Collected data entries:
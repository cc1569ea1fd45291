use anyhow::{anyhow, bail, Context, Result};
use reqwest::{header::CONTENT_TYPE, Response, Url};
use tracing::{debug, info};

use super::model::HipChatUser;
use crate::shared::config::HIPCHAT_API_VERSION;

/// Reads and writes HipChat user records over the v2 REST API.
pub struct HipChatClient {
    base_url: String,
    http: reqwest::Client,
}

impl HipChatClient {
    pub fn with_base_url(base_url: impl Into<String>) -> Self {
        HipChatClient {
            base_url: base_url.into(),
            http: reqwest::Client::new(),
        }
    }

    /// `{base}/v2/user/{user}?auth_token={token}`
    pub fn user_url(&self, user: &str, token: &str) -> Result<Url> {
        let mut url = Url::parse(&self.base_url)
            .with_context(|| format!("invalid HipChat API url: {}", self.base_url))?;
        url.path_segments_mut()
            .map_err(|_| anyhow!("HipChat API url cannot have a path: {}", self.base_url))?
            .pop_if_empty()
            .extend([HIPCHAT_API_VERSION, "user", user]);
        url.query_pairs_mut().append_pair("auth_token", token);
        Ok(url)
    }

    /// Fetch the user record HipChat currently has for `user`.
    pub async fn fetch_user(&self, user: &str, token: &str) -> Result<HipChatUser> {
        info!("Fetching HipChat user {user}");
        let response = self
            .http
            .get(self.user_url(user, token)?)
            .send()
            .await
            .with_context(|| format!("could not fetch HipChat user {user}"))?;
        let response = ensure_success(response, "fetching", user).await?;

        let record = response
            .json::<HipChatUser>()
            .await
            .with_context(|| format!("could not decode HipChat user {user}"))?;
        debug!("{:#?}", record);
        Ok(record)
    }

    /// Write `record` back as the user record for `user`.
    pub async fn update_user(&self, record: &HipChatUser, user: &str, token: &str) -> Result<()> {
        let payload =
            serde_json::to_vec(record).context("could not serialize HipChat user")?;
        info!(status = %record.presence.status, show = %record.presence.show, "Updating HipChat user {user}");

        let response = self
            .http
            .put(self.user_url(user, token)?)
            .header(CONTENT_TYPE, "application/json")
            .body(payload)
            .send()
            .await
            .with_context(|| format!("could not update HipChat user {user}"))?;
        ensure_success(response, "updating", user).await?;
        Ok(())
    }
}

async fn ensure_success(response: Response, action: &str, user: &str) -> Result<Response> {
    let status = response.status();
    if status.is_success() {
        return Ok(response);
    }
    let body = response.text().await.unwrap_or_default();
    bail!("HipChat answered {status} when {action} user {user}: {body}")
}
pub mod applescript;
pub mod track;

* [What this task involves]:
Copy all lines of the records in which the string "format" can be found.

* [Task solution]:
            .with_context(|| format!("invalid HipChat API url: {}", self.base_url))?;
            .with_context(|| format!("could not fetch HipChat user {user}"))?;
            .with_context(|| format!("could not decode HipChat user {user}"))?;
            .with_context(|| format!("could not update HipChat user {user}"))?;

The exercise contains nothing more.